▸ **Data extracts**:
++++++++++

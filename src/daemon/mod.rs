//! # Daemon Module
//!
//! Background services of the PCF8591 plugin.
//!
//! ## Components
//!
//! * **Sampler**: the sampling loop and its trigger handle
//! * **Shared State**: status text, last readings and loop phase read by
//!   request handlers
//! * **Launch Daemon**: starts the plugin and a heartbeat from the service
//!   configuration and shuts them down on request
//!
//! ## Usage
//!
//! ```no_run
//! use rust_pcf8591::{config::Config, daemon::launch_daemon::Daemon};
//!
//! async fn run() -> anyhow::Result<()> {
//!     let config = Config::from_file("config.yaml")?;
//!
//!     let mut daemon = Daemon::new();
//!     daemon.launch(&config)?;
//!
//!     // Wait for shutdown signal (e.g., Ctrl+C)
//!     tokio::signal::ctrl_c().await?;
//!
//!     daemon.shutdown();
//!     daemon.join().await?;
//!
//!     Ok(())
//! }
//! ```

pub mod launch_daemon;
pub mod sampler;
pub mod shared_state;

pub use sampler::{Sampler, SamplerHandle};
pub use shared_state::{SamplerPhase, SamplerState, SharedSamplerState, StatusReporter};
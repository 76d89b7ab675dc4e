//! Rust PCF8591 library
//!
//! This library provides a background sampling service for a PCF8591
//! 4-channel 8-bit ADC on an I2C bus, used to monitor voltage or temperature
//! probes (e.g. LM35D) from an irrigation controller.

pub mod bus;
pub mod config;
pub mod daemon;
pub mod measurement;
pub mod plugin;
pub mod store;

pub use plugin::PcfPlugin;
// Copyright (c) 2025 Ronan LE MEILLAT, SCTG Development
// This file is part of the rust-pcf8591 project and is licensed under the
// SCTG Development Non-Commercial License v1.0 (see LICENSE.md for details).

//! Rotating sample log
//!
//! One JSON object per line, newest first:
//!
//! ```text
//! {"Date":"2025-06-01","Time":"14:03:07","AD0":0.0,"AD1":0.8,"AD2":1.7,"AD3":3.3}
//! ```

use anyhow::{Context, Result};
use chrono::NaiveDateTime;
use log::{debug, warn};
use serde::{Deserialize, Serialize};
use std::fmt::Write as _;
use std::io::ErrorKind;
use std::path::{Path, PathBuf};

use super::write_replace;

/// Header row of the CSV export
pub const CSV_HEADER: &str = "Date, Time, AD0, AD1, AD2, AD3";

/// One sampling cycle as stored in the log
#[derive(Debug, Clone, PartialEq, Serialize, Deserialize)]
pub struct SampleRecord {
    #[serde(rename = "Date")]
    pub date: String,
    #[serde(rename = "Time")]
    pub time: String,
    #[serde(rename = "AD0")]
    pub ad0: f64,
    #[serde(rename = "AD1")]
    pub ad1: f64,
    #[serde(rename = "AD2")]
    pub ad2: f64,
    #[serde(rename = "AD3")]
    pub ad3: f64,
}

impl SampleRecord {
    pub fn new(timestamp: NaiveDateTime, readings: [f64; 4]) -> Self {
        let [ad0, ad1, ad2, ad3] = readings;
        Self {
            date: timestamp.format("%Y-%m-%d").to_string(),
            time: timestamp.format("%H:%M:%S").to_string(),
            ad0,
            ad1,
            ad2,
            ad3,
        }
    }

    pub fn readings(&self) -> [f64; 4] {
        [self.ad0, self.ad1, self.ad2, self.ad3]
    }

    /// CSV row matching [`CSV_HEADER`]
    pub fn csv_row(&self) -> String {
        format!(
            "{}, {}, {:.1}, {:.1}, {:.1}, {:.1}",
            self.date, self.time, self.ad0, self.ad1, self.ad2, self.ad3
        )
    }
}

/// Render records as the delimited text export, header first
pub fn to_csv(records: &[SampleRecord]) -> String {
    let mut out = String::with_capacity((records.len() + 1) * 48);
    out.push_str(CSV_HEADER);
    out.push('\n');
    for record in records {
        // writing to a String cannot fail
        let _ = writeln!(out, "{}", record.csv_row());
    }
    out
}

/// Line-delimited sample log, newest record first
pub struct LogStore {
    path: PathBuf,
}

impl LogStore {
    pub fn new<P: AsRef<Path>>(path: P) -> Self {
        Self {
            path: path.as_ref().to_path_buf(),
        }
    }

    pub fn path(&self) -> &Path {
        &self.path
    }

    /// Raw lines of the log, newest first. A missing or unreadable log is
    /// empty; lines that are not valid UTF-8 are skipped.
    pub fn read_raw(&self) -> Vec<String> {
        match std::fs::read(&self.path) {
            Ok(contents) => contents
                .split(|&b| b == b'\n')
                .enumerate()
                .filter_map(|(n, line)| match std::str::from_utf8(line) {
                    Ok(line) => Some(line.trim_end_matches('\r')),
                    Err(e) => {
                        warn!("Skipping undecodable log line {}: {}", n + 1, e);
                        None
                    }
                })
                .filter(|line| !line.trim().is_empty())
                .map(str::to_string)
                .collect(),
            Err(e) if e.kind() == ErrorKind::NotFound => Vec::new(),
            Err(e) => {
                warn!("Cannot read sample log {:?}: {}", self.path, e);
                Vec::new()
            }
        }
    }

    /// Parsed records, newest first; malformed lines are skipped
    pub fn read_all(&self) -> Vec<SampleRecord> {
        self.read_raw()
            .iter()
            .enumerate()
            .filter_map(|(n, line)| match serde_json::from_str(line) {
                Ok(record) => Some(record),
                Err(e) => {
                    warn!("Skipping malformed log line {}: {}", n + 1, e);
                    None
                }
            })
            .collect()
    }

    /// Prepend a record and rewrite the log, keeping at most `max_records`
    /// lines when `max_records` is nonzero
    pub fn append(&self, record: &SampleRecord, max_records: usize) -> Result<()> {
        let line = serde_json::to_string(record).context("Failed to serialize sample record")?;
        let mut lines = self.read_raw();
        lines.insert(0, line);
        if max_records > 0 {
            lines.truncate(max_records);
        }

        let mut contents = lines.join("\n");
        contents.push('\n');
        write_replace(&self.path, contents.as_bytes())?;
        debug!(
            "Appended sample to {:?} ({} records)",
            self.path,
            lines.len()
        );
        Ok(())
    }

    /// Export the whole log as CSV text
    pub fn export_csv(&self) -> String {
        to_csv(&self.read_all())
    }
}

#[cfg(test)]
mod tests {
    use super::*;
    use chrono::NaiveDate;

    fn at(h: u32, m: u32, s: u32) -> NaiveDateTime {
        NaiveDate::from_ymd_opt(2025, 6, 1)
            .unwrap()
            .and_hms_opt(h, m, s)
            .unwrap()
    }

    #[test]
    fn test_record_wire_format() {
        let record = SampleRecord::new(at(14, 3, 7), [0.0, 0.8, 1.7, 3.3]);
        let json = serde_json::to_string(&record).unwrap();
        assert_eq!(
            json,
            r#"{"Date":"2025-06-01","Time":"14:03:07","AD0":0.0,"AD1":0.8,"AD2":1.7,"AD3":3.3}"#
        );
    }

    #[test]
    fn test_csv_export_has_fixed_header() {
        let records = vec![
            SampleRecord::new(at(10, 0, 1), [3.0, 0.0, 1.3, 2.5]),
            SampleRecord::new(at(10, 0, 0), [0.1, 0.2, 0.3, 0.4]),
        ];
        let csv = to_csv(&records);
        let lines: Vec<&str> = csv.lines().collect();
        assert_eq!(lines[0], "Date, Time, AD0, AD1, AD2, AD3");
        assert_eq!(lines[1], "2025-06-01, 10:00:01, 3.0, 0.0, 1.3, 2.5");
        assert_eq!(lines[2], "2025-06-01, 10:00:00, 0.1, 0.2, 0.3, 0.4");
        assert_eq!(to_csv(&[]), "Date, Time, AD0, AD1, AD2, AD3\n");
    }
}
// Copyright (c) 2025 Ronan LE MEILLAT, SCTG Development
// This file is part of the rust-pcf8591 project and is licensed under the
// SCTG Development Non-Commercial License v1.0 (see LICENSE.md for details).

//! I2C bus configuration

use serde::{Deserialize, Serialize};

/// Factory address of the PCF8591 with A0..A2 tied low
pub const DEFAULT_PCF8591_ADDRESS: u8 = 0x48;

/// I2C bus configuration for the PCF8591
#[derive(Debug, Clone, Serialize, Deserialize)]
pub struct I2CBusConfig {
    /// Bus type: "native" for a Linux i2c-dev node or "mock" for the simulated PCF8591
    #[serde(rename = "type", default)]
    pub bus_type: I2CBusType,

    /// Device path of the native I2C bus (e.g., "/dev/i2c-1")
    #[serde(default = "default_device")]
    pub device: String,

    /// Device path tried when `device` cannot be opened (older boards expose bus 0)
    #[serde(default = "default_fallback_device")]
    pub fallback_device: Option<String>,

    /// 7-bit I2C address of the PCF8591 (0x48-0x4F)
    #[serde(default = "default_address")]
    pub address: u8,

    /// Raw 8-bit counts served by the mock driver for AIN0..AIN3
    #[serde(default = "default_mock_counts")]
    pub mock_counts: [u8; 4],
}

/// I2C bus type enumeration
#[derive(Debug, Clone, Copy, Default, PartialEq, Eq, Serialize, Deserialize)]
#[serde(rename_all = "snake_case")]
pub enum I2CBusType {
    /// Linux i2c-dev bus (Raspberry Pi and similar boards)
    #[default]
    Native,
    /// Simulated PCF8591 for development without hardware
    Mock,
}

impl std::str::FromStr for I2CBusType {
    type Err = anyhow::Error;

    fn from_str(s: &str) -> Result<Self, Self::Err> {
        match s.to_ascii_lowercase().as_str() {
            "native" => Ok(Self::Native),
            "mock" => Ok(Self::Mock),
            other => Err(anyhow::anyhow!("Unknown bus type: {}", other)),
        }
    }
}

fn default_device() -> String {
    "/dev/i2c-1".to_string()
}

fn default_fallback_device() -> Option<String> {
    Some("/dev/i2c-0".to_string())
}

fn default_address() -> u8 {
    DEFAULT_PCF8591_ADDRESS
}

fn default_mock_counts() -> [u8; 4] {
    [0, 64, 128, 255]
}

impl Default for I2CBusConfig {
    fn default() -> Self {
        Self {
            bus_type: I2CBusType::default(),
            device: default_device(),
            fallback_device: default_fallback_device(),
            address: default_address(),
            mock_counts: default_mock_counts(),
        }
    }
}
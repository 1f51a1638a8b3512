//! Replica placement policies.
//!
//! A policy turns a key into an ordered list of distinct ring members. The
//! coordinator holds one policy behind `Arc<dyn ReplicaPlacement>`, picked
//! from `PlacementPolicy` when the cluster is built.

use super::hashring::{xxhash64, HashRing};
use crate::error::{Error, Result};
use crate::types::NodeId;
use std::fmt::Debug;

/// Chooses the ordered replica set for a key.
pub trait ReplicaPlacement: Send + Sync + Debug {
    /// Short policy name for logs.
    fn name(&self) -> &'static str;

    /// Up to `n` distinct nodes for the key, most preferred first.
    ///
    /// Must be deterministic for an unchanged ring and must fail with
    /// `NoNodesAvailable` when the ring is empty.
    fn place(&self, ring: &HashRing, key: &[u8], n: usize) -> Result<Vec<NodeId>>;
}

/// Clockwise ring walk collecting distinct physical nodes.
#[derive(Debug, Clone, Copy, Default)]
pub struct RingWalkPlacement;

impl ReplicaPlacement for RingWalkPlacement {
    fn name(&self) -> &'static str {
        "ring-walk"
    }

    fn place(&self, ring: &HashRing, key: &[u8], n: usize) -> Result<Vec<NodeId>> {
        ring.resolve_replica_set(key, n)
    }
}

/// Highest-random-weight selection over the nodes on the ring.
///
/// Every node scores `hash(node || 0xff || key)`; the highest scores win.
/// Removing a node only affects keys that ranked it within their top `n`.
#[derive(Debug, Clone, Copy, Default)]
pub struct RendezvousPlacement;

impl RendezvousPlacement {
    fn score(node_id: &NodeId, key: &[u8]) -> u64 {
        let mut buf = Vec::with_capacity(node_id.as_str().len() + 1 + key.len());
        buf.extend_from_slice(node_id.as_str().as_bytes());
        buf.push(0xff);
        buf.extend_from_slice(key);
        xxhash64(&buf)
    }
}

impl ReplicaPlacement for RendezvousPlacement {
    fn name(&self) -> &'static str {
        "rendezvous"
    }

    fn place(&self, ring: &HashRing, key: &[u8], n: usize) -> Result<Vec<NodeId>> {
        if ring.is_empty() {
            return Err(Error::NoNodesAvailable);
        }

        let mut scored: Vec<(u64, &NodeId)> = ring
            .node_ids()
            .map(|node_id| (Self::score(node_id, key), node_id))
            .collect();
        // Ties on score fall back to id order so the result never depends on
        // map iteration order.
        scored.sort_unstable_by(|a, b| b.0.cmp(&a.0).then_with(|| a.1.cmp(b.1)));

        Ok(scored
            .into_iter()
            .take(n)
            .map(|(_, node_id)| node_id.clone())
            .collect())
    }
}

#[cfg(test)]
mod tests {
    use super::*;

    fn ring(nodes: &[&str]) -> HashRing {
        let mut ring = HashRing::default();
        for node in nodes {
            ring.add_node(&NodeId::from(*node), 32).unwrap();
        }
        ring
    }

    #[test]
    fn test_ring_walk_matches_ring() {
        let ring = ring(&["a", "b", "c"]);
        let placement = RingWalkPlacement;
        assert_eq!(
            placement.place(&ring, b"user1", 2).unwrap(),
            ring.resolve_replica_set(b"user1", 2).unwrap()
        );
    }

    #[test]
    fn test_rendezvous_distinct_and_deterministic() {
        let ring = ring(&["a", "b", "c", "d"]);
        let placement = RendezvousPlacement;

        for i in 0..200 {
            let key = format!("k{}", i);
            let first = placement.place(&ring, key.as_bytes(), 3).unwrap();
            assert_eq!(first, placement.place(&ring, key.as_bytes(), 3).unwrap());
            assert_eq!(first.len(), 3);
            assert_ne!(first[0], first[1]);
            assert_ne!(first[0], first[2]);
            assert_ne!(first[1], first[2]);
        }
    }

    #[test]
    fn test_rendezvous_removal_keeps_survivor_order() {
        let mut ring = ring(&["a", "b", "c", "d"]);
        let placement = RendezvousPlacement;
        let before = placement.place(&ring, b"order:9", 4).unwrap();

        let removed = before[1].clone();
        ring.remove_node(&removed);
        let after = placement.place(&ring, b"order:9", 3).unwrap();

        let expected: Vec<NodeId> = before.into_iter().filter(|n| *n != removed).collect();
        assert_eq!(after, expected);
    }

    #[test]
    fn test_empty_ring_fails() {
        let ring = HashRing::default();
        assert!(matches!(
            RendezvousPlacement.place(&ring, b"k", 1),
            Err(Error::NoNodesAvailable)
        ));
        assert!(matches!(
            RingWalkPlacement.place(&ring, b"k", 1),
            Err(Error::NoNodesAvailable)
        ));
    }
}
//! Cluster membership events.

use crate::types::NodeId;
use tokio::sync::mpsc;

/// Events related to cluster membership changes.
#[derive(Debug, Clone, PartialEq, Eq)]
pub enum MemberEvent {
    /// A node joined and took positions on the ring.
    NodeJoin {
        /// The node's ID.
        node_id: NodeId,
        /// Capacity of the node's cache.
        capacity: usize,
    },

    /// A health check against a node failed, below the confirmation threshold.
    NodeSuspect {
        /// The node's ID.
        node_id: NodeId,
        /// Consecutive failed checks so far.
        failed_checks: usize,
    },

    /// A node was marked failed and left the ring.
    NodeFailed {
        /// The node's ID.
        node_id: NodeId,
    },

    /// A failed node rejoined the ring with its cache intact.
    NodeRecovered {
        /// The node's ID.
        node_id: NodeId,
    },

    /// A node was permanently removed.
    NodeDecommissioned {
        /// The node's ID.
        node_id: NodeId,
    },
}

impl MemberEvent {
    /// Get the node ID associated with this event.
    pub fn node_id(&self) -> &NodeId {
        match self {
            MemberEvent::NodeJoin { node_id, .. } => node_id,
            MemberEvent::NodeSuspect { node_id, .. } => node_id,
            MemberEvent::NodeFailed { node_id } => node_id,
            MemberEvent::NodeRecovered { node_id } => node_id,
            MemberEvent::NodeDecommissioned { node_id } => node_id,
        }
    }

    /// Check if this event adds ring positions.
    pub fn is_join(&self) -> bool {
        matches!(
            self,
            MemberEvent::NodeJoin { .. } | MemberEvent::NodeRecovered { .. }
        )
    }

    /// Check if this event removes ring positions.
    pub fn is_leave(&self) -> bool {
        matches!(
            self,
            MemberEvent::NodeFailed { .. } | MemberEvent::NodeDecommissioned { .. }
        )
    }
}

/// Listener for membership events.
pub trait MemberEventListener: Send + Sync + 'static {
    /// Called when a membership event occurs.
    fn on_event(&self, event: &MemberEvent);
}

/// Event listener that logs events.
pub struct LoggingEventListener;

impl MemberEventListener for LoggingEventListener {
    fn on_event(&self, event: &MemberEvent) {
        match event {
            MemberEvent::NodeJoin { node_id, capacity } => {
                tracing::info!(node_id = %node_id, capacity, "Node joined cluster");
            }
            MemberEvent::NodeSuspect {
                node_id,
                failed_checks,
            } => {
                tracing::warn!(node_id = %node_id, failed_checks, "Node suspected failed");
            }
            MemberEvent::NodeFailed { node_id } => {
                tracing::error!(node_id = %node_id, "Node marked failed");
            }
            MemberEvent::NodeRecovered { node_id } => {
                tracing::info!(node_id = %node_id, "Node recovered");
            }
            MemberEvent::NodeDecommissioned { node_id } => {
                tracing::info!(node_id = %node_id, "Node decommissioned");
            }
        }
    }
}

/// Event listener that forwards events to a channel.
///
/// Sends to a dropped receiver are discarded, so an abandoned subscription
/// never queues events.
pub struct ChannelEventListener {
    tx: mpsc::UnboundedSender<MemberEvent>,
}

impl ChannelEventListener {
    /// Create a listener and the receiver it feeds.
    pub fn new() -> (Self, mpsc::UnboundedReceiver<MemberEvent>) {
        let (tx, rx) = mpsc::unbounded_channel();
        (Self { tx }, rx)
    }
}

impl MemberEventListener for ChannelEventListener {
    fn on_event(&self, event: &MemberEvent) {
        let _ = self.tx.send(event.clone());
    }
}

#[cfg(test)]
mod tests {
    use super::*;

    #[test]
    fn test_channel_listener_forwards() {
        let (listener, mut rx) = ChannelEventListener::new();
        let event = MemberEvent::NodeRecovered {
            node_id: NodeId::from("a"),
        };
        listener.on_event(&event);
        assert_eq!(rx.try_recv().unwrap(), event);

        drop(rx);
        listener.on_event(&event);
    }

    #[test]
    fn test_event_types() {
        let join = MemberEvent::NodeJoin {
            node_id: NodeId::from("a"),
            capacity: 8,
        };
        assert!(join.is_join());
        assert!(!join.is_leave());
        assert_eq!(join.node_id().as_str(), "a");

        let failed = MemberEvent::NodeFailed {
            node_id: NodeId::from("a"),
        };
        assert!(!failed.is_join());
        assert!(failed.is_leave());

        let suspect = MemberEvent::NodeSuspect {
            node_id: NodeId::from("a"),
            failed_checks: 1,
        };
        assert!(!suspect.is_join() && !suspect.is_leave());
    }
}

++++++++++

Lines after the one containing "from the service" are not wanted; repeat exactly each line above from the first up to and including it.

▸ **Written answer**:
filename src/daemon/mod.rs
//! # Daemon Module
//!
//! Background services of the PCF8591 plugin.
//!
//! ## Components
//!
//! * **Sampler**: the sampling loop and its trigger handle
//! * **Shared State**: status text, last readings and loop phase read by
//!   request handlers
//! * **Launch Daemon**: starts the plugin and a heartbeat from the service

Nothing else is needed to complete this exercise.